SUPPLIED DATA Start Marker
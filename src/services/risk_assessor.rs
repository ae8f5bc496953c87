//! Risk identification for a task set.

use uuid::Uuid;

use crate::domain::models::{
    Mitigation, Risk, RiskAssessment, RiskCategory, RiskLevel, Task,
};

/// Tasks with more dependencies than this carry a dependency risk.
const DEPENDENCY_RISK_THRESHOLD: usize = 3;

/// Flags high-risk tasks and heavily-dependent tasks, attaching a
/// monitoring mitigation to each risk.
#[derive(Debug, Clone, Default)]
pub struct RiskAssessor;

impl RiskAssessor {
    pub fn new() -> Self {
        Self
    }

    pub fn assess(&self, tasks: &[Task]) -> RiskAssessment {
        let mut risks = Vec::new();

        for task in tasks {
            if task.context.is_high_risk() {
                risks.push(Risk {
                    id: Uuid::new_v4(),
                    description: format!("High-risk task: {}", task.title),
                    probability: 0.3,
                    impact: 0.8,
                    severity: RiskLevel::High,
                    category: RiskCategory::Technical,
                    task_id: task.id,
                });
            }
            if task.dependencies.len() > DEPENDENCY_RISK_THRESHOLD {
                risks.push(Risk {
                    id: Uuid::new_v4(),
                    description: format!(
                        "Task '{}' has {} dependencies",
                        task.title,
                        task.dependencies.len()
                    ),
                    probability: 0.2,
                    impact: 0.6,
                    severity: RiskLevel::Medium,
                    category: RiskCategory::Dependency,
                    task_id: task.id,
                });
            }
        }

        let overall_risk = risks
            .iter()
            .map(|r| r.severity)
            .max()
            .unwrap_or(RiskLevel::Low);

        let mitigations = risks
            .iter()
            .map(|r| Mitigation {
                risk_id: r.id,
                strategy: "monitor".to_string(),
                description: format!("Monitor progress: {}", r.description),
                cost: 0.1,
                effectiveness: 0.7,
            })
            .collect();

        RiskAssessment {
            overall_risk,
            risks,
            mitigations,
        }
    }
}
SUPPLIED DATA End Marker
• DIRECTIONS FOR THIS TASK: Please give again the lines above between the line holding "repository ae8f5bc496953c87" and the line holding "to each risk.", inclusive, exactly as they are and with nothing added.

• OUTPUT FOR THIS EXERCISE:
repository ae8f5bc496953c87
//! Risk identification for a task set.

use uuid::Uuid;

use crate::domain::models::{
    Mitigation, Risk, RiskAssessment, RiskCategory, RiskLevel, Task,
};

/// Tasks with more dependencies than this carry a dependency risk.
const DEPENDENCY_RISK_THRESHOLD: usize = 3;

/// Flags high-risk tasks and heavily-dependent tasks, attaching a
/// monitoring mitigation to each risk.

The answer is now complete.